Dataset extract:
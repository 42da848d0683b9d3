//! Polygon offsetting with square and miter joins.
//!
//! Outward offsets emit one or two points per vertex depending on the join.
//! Inward offsets of convex loops intersect the edge half-planes shifted
//! inwards, which also detects collapse. Results are closed loops
//! (first == last) or empty.

use crate::cells::Cell;
use crate::point::{Point2, Point3};
use crate::polygon::{
    clip_half_plane, dedup_vertices, is_convex_ccw, line_intersection, signed_area, HalfPlane,
};

/// Miter joins farther than this multiple of the offset distance are squared.
pub const MITER_LIMIT: f64 = 2.0;

/// Joins at nearly straight vertices collapse to a single point.
const STRAIGHT_COS: f64 = 0.99;

/// Vertices closer than this are merged before offsetting.
const MERGE_EPS: f64 = 1e-9;

/// Corner treatment of an offset. Round joins are not supported.
#[derive(Debug, Clone, Copy, PartialEq, Eq, Default)]
pub enum JoinType {
    /// Convex corners are cut off at the offset distance from the vertex.
    Square,
    /// Convex corners are extended to a point, up to [`MITER_LIMIT`].
    #[default]
    Miter,
}

/// Offsets a closed loop by `distance`: positive grows, negative shrinks.
///
/// Returns an empty vector when the polygon is degenerate or collapses. The
/// output z is the mean z of the input vertices.
pub fn offset_polygon(polygon: &[Point3], distance: f64, join: JoinType) -> Vec<Point3> {
    let mut points: Vec<Point2> = polygon.iter().map(|p| p.xy()).collect();
    let extent = points
        .iter()
        .map(|p| p.x.abs().max(p.y.abs()))
        .fold(1.0, f64::max);
    dedup_vertices(&mut points, MERGE_EPS * extent);
    if points.len() < 3 {
        return Vec::new();
    }

    let area = signed_area(&points);
    if area.abs() <= MERGE_EPS * extent * extent {
        return Vec::new();
    }
    if area < 0.0 {
        points.reverse();
    }

    let z = polygon.iter().map(|p| p.z).sum::<f64>() / polygon.len() as f64;

    let mut result = if distance == 0.0 {
        points
    } else if distance < 0.0 && is_convex_ccw(&points) {
        inset_convex(&points, -distance)
    } else {
        offset_joins(&points, distance, join)
    };

    dedup_vertices(&mut result, MERGE_EPS * extent);
    if result.len() < 3 || signed_area(&result) <= MERGE_EPS * extent * extent {
        return Vec::new();
    }
    let first = result[0];
    result.push(first);
    result.into_iter().map(|p| p.with_z(z)).collect()
}

/// Applies [`offset_polygon`] to every cell in place.
pub fn offset(cells: &mut [Cell], distance: f64, join: JoinType) {
    for cell in cells.iter_mut() {
        cell.polygon = offset_polygon(&cell.polygon, distance, join);
    }
}

/// Outward normal of the edge `a -> b` of a counter-clockwise loop.
fn edge_normal(a: Point2, b: Point2) -> Point2 {
    let d = b - a;
    let len = d.length();
    Point2::new(d.y / len, -d.x / len)
}

/// Direction of the edge whose outward normal is `normal`.
fn edge_direction(normal: Point2) -> Point2 {
    Point2::new(-normal.y, normal.x)
}

fn inset_convex(points: &[Point2], inset: f64) -> Vec<Point2> {
    let n = points.len();
    let mut result = points.to_vec();
    for i in 0..n {
        let a = points[i];
        let b = points[(i + 1) % n];
        let normal = edge_normal(a, b);
        let plane = HalfPlane {
            origin: a - normal * inset,
            normal,
        };
        result = clip_half_plane(&result, &plane);
        if result.is_empty() {
            break;
        }
    }
    result
}

fn offset_joins(points: &[Point2], delta: f64, join: JoinType) -> Vec<Point2> {
    let n = points.len();
    let normals: Vec<Point2> = (0..n)
        .map(|i| edge_normal(points[i], points[(i + 1) % n]))
        .collect();
    let miter_threshold = 2.0 / (MITER_LIMIT * MITER_LIMIT);

    let mut out = Vec::with_capacity(n * 2);
    for j in 0..n {
        let k = (j + n - 1) % n;
        let p = points[j];
        let (nk, nj) = (normals[k], normals[j]);
        let sin_a = nk.cross(nj).clamp(-1.0, 1.0);
        let cos_a = nk.dot(nj);

        if sin_a * delta < 0.0 {
            // Concave corner: the shifted edges meet inside.
            let a = p + nk * delta;
            let b = p + nj * delta;
            match line_intersection(a, edge_direction(nk), b, edge_direction(nj)) {
                Some(q) => out.push(q),
                None => out.push(a),
            }
            continue;
        }
        if cos_a > STRAIGHT_COS {
            out.push(p + nk * delta);
            continue;
        }
        let r = 1.0 + cos_a;
        match join {
            JoinType::Miter if r >= miter_threshold => {
                out.push(p + (nk + nj) * (delta / r));
            }
            _ => {
                let dx = (sin_a.atan2(cos_a) / 4.0).tan();
                out.push(p + Point2::new(nk.x - nk.y * dx, nk.y + nk.x * dx) * delta);
                out.push(p + Point2::new(nj.x + nj.y * dx, nj.y - nj.x * dx) * delta);
            }
        }
    }
    out
}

Assignment:
The records must be reproduced in full. Nothing should differ.

Written response:
repository 42da848d0683b9d3
//! Polygon offsetting with square and miter joins.
//!
//! Outward offsets emit one or two points per vertex depending on the join.
//! Inward offsets of convex loops intersect the edge half-planes shifted
//! inwards, which also detects collapse. Results are closed loops
//! (first == last) or empty.

use crate::cells::Cell;
use crate::point::{Point2, Point3};
use crate::polygon::{
    clip_half_plane, dedup_vertices, is_convex_ccw, line_intersection, signed_area, HalfPlane,
};

/// Miter joins farther than this multiple of the offset distance are squared.
pub const MITER_LIMIT: f64 = 2.0;

/// Joins at nearly straight vertices collapse to a single point.
const STRAIGHT_COS: f64 = 0.99;

/// Vertices closer than this are merged before offsetting.
const MERGE_EPS: f64 = 1e-9;

/// Corner treatment of an offset. Round joins are not supported.
#[derive(Debug, Clone, Copy, PartialEq, Eq, Default)]
pub enum JoinType {
    /// Convex corners are cut off at the offset distance from the vertex.
    Square,
    /// Convex corners are extended to a point, up to [`MITER_LIMIT`].
    #[default]
    Miter,
}

/// Offsets a closed loop by `distance`: positive grows, negative shrinks.
///
/// Returns an empty vector when the polygon is degenerate or collapses. The
/// output z is the mean z of the input vertices.
pub fn offset_polygon(polygon: &[Point3], distance: f64, join: JoinType) -> Vec<Point3> {
    let mut points: Vec<Point2> = polygon.iter().map(|p| p.xy()).collect();
    let extent = points
        .iter()
        .map(|p| p.x.abs().max(p.y.abs()))
        .fold(1.0, f64::max);
    dedup_vertices(&mut points, MERGE_EPS * extent);
    if points.len() < 3 {
        return Vec::new();
    }

    let area = signed_area(&points);
    if area.abs() <= MERGE_EPS * extent * extent {
        return Vec::new();
    }
    if area < 0.0 {
        points.reverse();
    }

    let z = polygon.iter().map(|p| p.z).sum::<f64>() / polygon.len() as f64;

    let mut result = if distance == 0.0 {
        points
    } else if distance < 0.0 && is_convex_ccw(&points) {
        inset_convex(&points, -distance)
    } else {
        offset_joins(&points, distance, join)
    };

    dedup_vertices(&mut result, MERGE_EPS * extent);
    if result.len() < 3 || signed_area(&result) <= MERGE_EPS * extent * extent {
        return Vec::new();
    }
    let first = result[0];
    result.push(first);
    result.into_iter().map(|p| p.with_z(z)).collect()
}

/// Applies [`offset_polygon`] to every cell in place.
pub fn offset(cells: &mut [Cell], distance: f64, join: JoinType) {
    for cell in cells.iter_mut() {
        cell.polygon = offset_polygon(&cell.polygon, distance, join);
    }
}

/// Outward normal of the edge `a -> b` of a counter-clockwise loop.
fn edge_normal(a: Point2, b: Point2) -> Point2 {
    let d = b - a;
    let len = d.length();
    Point2::new(d.y / len, -d.x / len)
}

/// Direction of the edge whose outward normal is `normal`.
fn edge_direction(normal: Point2) -> Point2 {
    Point2::new(-normal.y, normal.x)
}

fn inset_convex(points: &[Point2], inset: f64) -> Vec<Point2> {
    let n = points.len();
    let mut result = points.to_vec();
    for i in 0..n {
        let a = points[i];
        let b = points[(i + 1) % n];
        let normal = edge_normal(a, b);
        let plane = HalfPlane {
            origin: a - normal * inset,
            normal,
        };
        result = clip_half_plane(&result, &plane);
        if result.is_empty() {
            break;
        }
    }
    result
}

fn offset_joins(points: &[Point2], delta: f64, join: JoinType) -> Vec<Point2> {
    let n = points.len();
    let normals: Vec<Point2> = (0..n)
        .map(|i| edge_normal(points[i], points[(i + 1) % n]))
        .collect();
    let miter_threshold = 2.0 / (MITER_LIMIT * MITER_LIMIT);

    let mut out = Vec::with_capacity(n * 2);
    for j in 0..n {
        let k = (j + n - 1) % n;
        let p = points[j];
        let (nk, nj) = (normals[k], normals[j]);
        let sin_a = nk.cross(nj).clamp(-1.0, 1.0);
        let cos_a = nk.dot(nj);

        if sin_a * delta < 0.0 {
            // Concave corner: the shifted edges meet inside.
            let a = p + nk * delta;
            let b = p + nj * delta;
            match line_intersection(a, edge_direction(nk), b, edge_direction(nj)) {
                Some(q) => out.push(q),
                None => out.push(a),
            }
            continue;
        }
        if cos_a > STRAIGHT_COS {
            out.push(p + nk * delta);
            continue;
        }
        let r = 1.0 + cos_a;
        match join {
            JoinType::Miter if r >= miter_threshold => {
                out.push(p + (nk + nj) * (delta / r));
            }
            _ => {
                let dx = (sin_a.atan2(cos_a) / 4.0).tan();
                out.push(p + Point2::new(nk.x - nk.y * dx, nk.y + nk.x * dx) * delta);
                out.push(p + Point2::new(nj.x + nj.y * dx, nj.y - nj.x * dx) * delta);
            }
        }
    }
    out
}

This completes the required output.